The chapel of Notre-Dame des Marches () is a Roman Catholic chapel and pilgrimage site in the commune of Broc, canton of Fribourg, Switzerland. It was listed as a heritage site of national significance.

History
The name Marches derives from the word marais (marsh). The current chapel dates back from 1705. It was founded by friars Jean-Jacques, Nicolas et François Ruffieux, three local churchmen. 

The chapel of Notre-Dame des Marches gained popularity in Switzerland thanks to two miraculous healings in the 1880s. In September 1892, a temperance pilgrimage was organised there. The pilgrimage still exists today but is less popular than in the beginning.
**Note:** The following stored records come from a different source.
//! Configuration schema definitions.
//!
//! These structs mirror one TOML layer. Every field is optional so that a
//! later layer only overrides what it actually sets; [`Settings`] is the
//! resolved, validated view the rest of the crate consumes.
//!
//! [`Settings`]: super::Settings

use std::path::PathBuf;

use serde::{Deserialize, Serialize};

use crate::supervisor::ElevationMethod;

use super::error::ConfigError;

/// A scalar that may be written as a TOML bool, integer or string.
///
/// Settings edited by hand tend to carry `"10"` or `"yes"`; values are cast
/// when read rather than rejected at parse time.
#[derive(Debug, Clone, PartialEq, Eq, Deserialize, Serialize)]
#[serde(untagged)]
pub enum Scalar {
    /// `true` / `false`.
    Bool(bool),
    /// A bare integer.
    Int(i64),
    /// Anything quoted.
    Text(String),
}

impl Scalar {
    /// Cast to bool: `1|true|yes|y|on` (case-insensitive) or non-zero.
    #[must_use]
    pub fn as_bool(&self) -> bool {
        match self {
            Scalar::Bool(b) => *b,
            Scalar::Int(i) => *i != 0,
            Scalar::Text(s) => matches!(
                s.trim().to_ascii_lowercase().as_str(),
                "1" | "true" | "yes" | "y" | "on"
            ),
        }
    }

    /// Cast to a non-negative integer, naming `field` on failure.
    pub fn as_u64(&self, field: &str) -> Result<u64, ConfigError> {
        let invalid = |message: String| ConfigError::InvalidValue {
            field: field.to_string(),
            message,
        };
        match self {
            Scalar::Int(i) => u64::try_from(*i).map_err(|_| invalid(format!("{} is negative", i))),
            Scalar::Text(s) => s
                .trim()
                .parse::<u64>()
                .map_err(|_| invalid(format!("'{}' is not a non-negative integer", s))),
            Scalar::Bool(b) => Err(invalid(format!("expected a number, got {}", b))),
        }
    }
}

/// Top-level configuration structure (one layer).
#[derive(Debug, Clone, Default, Deserialize, Serialize)]
pub struct Config {
    /// Attack loop policy.
    #[serde(default)]
    pub attack: AttackConfig,

    /// Command templates.
    #[serde(default)]
    pub commands: CommandsConfig,

    /// Privilege elevation.
    #[serde(default)]
    pub privilege: PrivilegeConfig,

    /// Result database and capture files.
    #[serde(default)]
    pub storage: StorageConfig,

    /// Scan HUD aggregation.
    #[serde(default)]
    pub hud: HudConfig,
}

impl Config {
    /// Merge another layer into this one. Set values override.
    pub fn merge(&mut self, other: Config) {
        self.attack.merge(other.attack);
        self.commands.merge(other.commands);
        self.privilege.merge(other.privilege);
        self.storage.merge(other.storage);
        self.hud.merge(other.hud);
    }
}

fn override_with<T>(slot: &mut Option<T>, other: Option<T>) {
    if other.is_some() {
        *slot = other;
    }
}

/// `[attack]` section.
#[derive(Debug, Clone, Default, Deserialize, Serialize)]
pub struct AttackConfig {
    /// Wireless interface name.
    pub wifi_card: Option<String>,

    /// Scan wall-clock limit in seconds.
    pub scan_time: Option<Scalar>,

    /// Deauthentication burst count.
    pub deauth_count: Option<Scalar>,

    /// Full passes over the network list before re-scanning.
    pub max_attack_loop: Option<Scalar>,

    /// Broadcast only, skip per-client attacks.
    pub fast_mode: Option<Scalar>,

    /// Start scanning as soon as the session starts.
    pub automatic_turn_on: Option<Scalar>,
}

impl AttackConfig {
    fn merge(&mut self, other: AttackConfig) {
        override_with(&mut self.wifi_card, other.wifi_card);
        override_with(&mut self.scan_time, other.scan_time);
        override_with(&mut self.deauth_count, other.deauth_count);
        override_with(&mut self.max_attack_loop, other.max_attack_loop);
        override_with(&mut self.fast_mode, other.fast_mode);
        override_with(&mut self.automatic_turn_on, other.automatic_turn_on);
    }
}

/// `[commands]` section.
#[derive(Debug, Clone, Default, Deserialize, Serialize)]
pub struct CommandsConfig {
    /// Monitor-mode enable commands.
    pub enable_monitor_cmds: Option<String>,

    /// Monitor-mode disable commands.
    pub disable_monitor_cmds: Option<String>,

    /// Channel-set command.
    pub set_channel_cmd: Option<String>,

    /// Capture tool command.
    pub scan_cmd: Option<String>,

    /// Broadcast deauthentication command.
    pub deauth_broadcast_cmd: Option<String>,

    /// Client deauthentication command.
    pub deauth_client_cmd: Option<String>,

    /// Tool names rewritten to absolute paths. Replaced, not appended.
    pub elevated_tools: Option<Vec<String>>,
}

impl CommandsConfig {
    fn merge(&mut self, other: CommandsConfig) {
        override_with(&mut self.enable_monitor_cmds, other.enable_monitor_cmds);
        override_with(&mut self.disable_monitor_cmds, other.disable_monitor_cmds);
        override_with(&mut self.set_channel_cmd, other.set_channel_cmd);
        override_with(&mut self.scan_cmd, other.scan_cmd);
        override_with(&mut self.deauth_broadcast_cmd, other.deauth_broadcast_cmd);
        override_with(&mut self.deauth_client_cmd, other.deauth_client_cmd);
        override_with(&mut self.elevated_tools, other.elevated_tools);
    }
}

/// `[privilege]` section.
#[derive(Debug, Clone, Default, Deserialize, Serialize)]
pub struct PrivilegeConfig {
    /// `none`, `pkexec` or `sudo`.
    pub method: Option<ElevationMethod>,

    /// Password piped to `sudo -S`.
    pub password: Option<String>,
}

impl PrivilegeConfig {
    fn merge(&mut self, other: PrivilegeConfig) {
        override_with(&mut self.method, other.method);
        override_with(&mut self.password, other.password);
    }
}

/// `[storage]` section.
#[derive(Debug, Clone, Default, Deserialize, Serialize)]
pub struct StorageConfig {
    /// SQLite database path.
    pub database: Option<PathBuf>,

    /// Capture prefix passed to the scanner (`-w`).
    pub capture_prefix: Option<String>,
}

impl StorageConfig {
    fn merge(&mut self, other: StorageConfig) {
        override_with(&mut self.database, other.database);
        override_with(&mut self.capture_prefix, other.capture_prefix);
    }
}

/// `[hud]` section.
#[derive(Debug, Clone, Default, Deserialize, Serialize)]
pub struct HudConfig {
    /// Lines retained by the aggregator.
    pub max_lines: Option<Scalar>,

    /// Emission interval in milliseconds.
    pub interval_ms: Option<Scalar>,

    /// Frame-start marker.
    pub frame_marker: Option<String>,
}

impl HudConfig {
    fn merge(&mut self, other: HudConfig) {
        override_with(&mut self.max_lines, other.max_lines);
        override_with(&mut self.interval_ms, other.interval_ms);
        override_with(&mut self.frame_marker, other.frame_marker);
    }
}

#[cfg(test)]
mod tests {
    use super::*;

    #[test]
    fn test_default_toml_parses() {
        let toml_content = include_str!("../../config/default.toml");
        let config: Config =
            toml::from_str(toml_content).expect("default.toml should parse as Config");

        assert_eq!(config.attack.wifi_card.as_deref(), Some("wlan0"));
        assert_eq!(config.attack.scan_time, Some(Scalar::Int(20)));
        assert_eq!(config.privilege.method, Some(ElevationMethod::Pkexec));
        assert!(config.commands.scan_cmd.unwrap().contains("{capture_prefix}"));
        assert_eq!(config.hud.frame_marker.as_deref(), Some("CH "));
    }

    #[test]
    fn test_scalar_accepts_mixed_types() {
        let config: Config = toml::from_str(
            r#"
            [attack]
            scan_time = "30"
            deauth_count = 7
            fast_mode = "Yes"
            automatic_turn_on = 0
            "#,
        )
        .unwrap();

        assert_eq!(config.attack.scan_time.unwrap().as_u64("scan_time").unwrap(), 30);
        assert_eq!(config.attack.deauth_count.unwrap().as_u64("deauth_count").unwrap(), 7);
        assert!(config.attack.fast_mode.unwrap().as_bool());
        assert!(!config.attack.automatic_turn_on.unwrap().as_bool());
    }

    #[test]
    fn test_scalar_bool_cast() {
        for yes in ["1", "true", "YES", "y", " on "] {
            assert!(Scalar::Text(yes.into()).as_bool(), "{yes}");
        }
        for no in ["0", "false", "nope", ""] {
            assert!(!Scalar::Text(no.into()).as_bool(), "{no}");
        }
        assert!(Scalar::Int(2).as_bool());
        assert!(Scalar::Bool(true).as_bool());
    }

    #[test]
    fn test_scalar_rejects_non_numeric() {
        assert!(matches!(
            Scalar::Text("ten".into()).as_u64("deauth_count"),
            Err(ConfigError::InvalidValue { .. })
        ));
        assert!(Scalar::Int(-1).as_u64("scan_time").is_err());
        assert!(Scalar::Bool(true).as_u64("scan_time").is_err());
    }

    #[test]
    fn test_merge_overrides_only_set_values() {
        let mut base: Config = toml::from_str(
            r#"
            [attack]
            wifi_card = "wlan0"
            scan_time = 20
            [commands]
            elevated_tools = ["iw", "aireplay-ng"]
            "#,
        )
        .unwrap();
        let layer: Config = toml::from_str(
            r#"
            [attack]
            scan_time = 45
            [commands]
            elevated_tools = ["airodump-ng"]
            "#,
        )
        .unwrap();

        base.merge(layer);
        assert_eq!(base.attack.wifi_card.as_deref(), Some("wlan0"));
        assert_eq!(base.attack.scan_time, Some(Scalar::Int(45)));
        assert_eq!(
            base.commands.elevated_tools,
            Some(vec!["airodump-ng".to_string()])
        );
    }
}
In 1945, because of the war, the sick people were not able to travel to Lourdes, so the pilgrimage of the sick was organised at Notre-Dame des Marches. In the 1970s, the number of visitors started declining. After large gatherings and special train travels in the previous centuries, the pilgrims of the 21st century usually get to the chapel by tripping individually. However, attendance at religious services is quite high. Every year, the chapel receives two pilgrimages: the one of the sick in May, and the Autumn pilgrimage in September. The pilgrims are welcomed by L’Œuvre des malades, made of 50 volunteers. 

Abbot Joseph Bovet composed a chant in Fribourgeois dialect named Nouthra Dona di Maortsè, translated into French as Notre-Dame des Marches.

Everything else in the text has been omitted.